Effect of NP-313 on thrombin- and A23187-induced Ca²⁺ release from internal stores and influx of extracellular Ca²⁺ in human platelets. Fura-2-loaded platelets were suspended in Tyrode's buffer containing creatining phosphate (CP; 10 mM), creatining phosphatase (CPK; 1 U·mL⁻¹) and indomethacin (100 µM). Effect of NP-313 on the release of the internally stored calcium in thrombin (0.1 U·mL⁻¹; A, left) and A23187 (8 µM; B, left) stimulated platelets. External calcium was not added to the platelet suspension; 1 mM EGTA was added 30 s prior to data collection (zero time). After 10 s, various concentrations of NP-313 were added; 20 s later, thrombin or A23187 was added.

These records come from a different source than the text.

// This file is part of Relief.
//
// Relief is free software: you can redistribute it and/or modify
// it under the terms of the GNU General Public License as published by
// the Free Software Foundation, either version 3 of the License, or
// (at your option) any later version.
//
// Relief is distributed in the hope that it will be useful,
// but WITHOUT ANY WARRANTY; without even the implied warranty of
// MERCHANTABILITY or FITNESS FOR A PARTICULAR PURPOSE.  See the
// GNU General Public License for more details.
//
// You should have received a copy of the GNU General Public License
// along with Relief.  If not, see <http://www.gnu.org/licenses/>.
use crate::promise::{Poll, Promise};
use std::mem;

#[derive(Copy, Clone, Debug, Eq, PartialEq)]
pub enum TaskState {
    Unstarted,
    Started,
    Finished,
}

// Single-shot wrapper around one unit of deferred work. The starter runs
// exactly once; progression through the states is explicit and polled.
pub struct AsyncTask<T> {
    phase: Phase<T>,
}

enum Phase<T> {
    Unstarted(Box<dyn FnOnce() -> Promise<T> + Send>),
    Started(Promise<T>),
    // None when the underlying work was cancelled, or after take_result.
    Finished(Option<T>),
    Transition,
}

impl<T> AsyncTask<T> {
    pub fn new<F>(starter: F) -> Self
    where
        F: FnOnce() -> Promise<T> + Send + 'static,
    {
        Self {
            phase: Phase::Unstarted(Box::new(starter)),
        }
    }

    pub fn state(&self) -> TaskState {
        match &self.phase {
            Phase::Unstarted(_) => TaskState::Unstarted,
            Phase::Started(_) => TaskState::Started,
            Phase::Finished(_) => TaskState::Finished,
            Phase::Transition => unreachable!("task observed mid-transition"),
        }
    }

    /// Run the starter. Calling this twice is a programmer error.
    pub fn start(&mut self) {
        match mem::replace(&mut self.phase, Phase::Transition) {
            Phase::Unstarted(starter) => self.phase = Phase::Started(starter()),
            _ => panic!("AsyncTask::start called more than once"),
        }
    }

    /// Drive a started task toward completion.
    pub fn poll(&mut self) -> TaskState {
        if let Phase::Started(promise) = &mut self.phase {
            match promise.poll() {
                Poll::Pending => {}
                Poll::Ready(value) => self.phase = Phase::Finished(Some(value)),
                Poll::Cancelled => self.phase = Phase::Finished(None),
            }
        }
        self.state()
    }

    /// Take the result of a finished task; `None` means the work was
    /// cancelled. Calling this in any other state is a programmer error.
    pub fn take_result(&mut self) -> Option<T> {
        match mem::replace(&mut self.phase, Phase::Transition) {
            Phase::Finished(value) => {
                self.phase = Phase::Finished(None);
                value
            }
            _ => panic!("AsyncTask::take_result on an unfinished task"),
        }
    }
}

Effect of NP-313 on calcium influx initiated after mobilization of intracellular Ca²⁺ by thrombin (0.1 U·mL⁻¹; A, right) and A23187 (8 µM; B, right). Platelets were preincubated in the absence of extracellular Ca²⁺ and in the presence of 1 mM EGTA. Thrombin or A23187 was added at 10 s, and various concentrations of NP-313 were added to the platelets at 90 s. At 110 s, when [Ca²⁺]i was declining because of depletion of intracellular stores, 2 mM Ca²⁺ was added to the platelets. A representative of three experiments is shown. EGTA, ethylene glycol-bis (β-aminoethyl ether)-N,N,N′,N′-tetra acetic acid.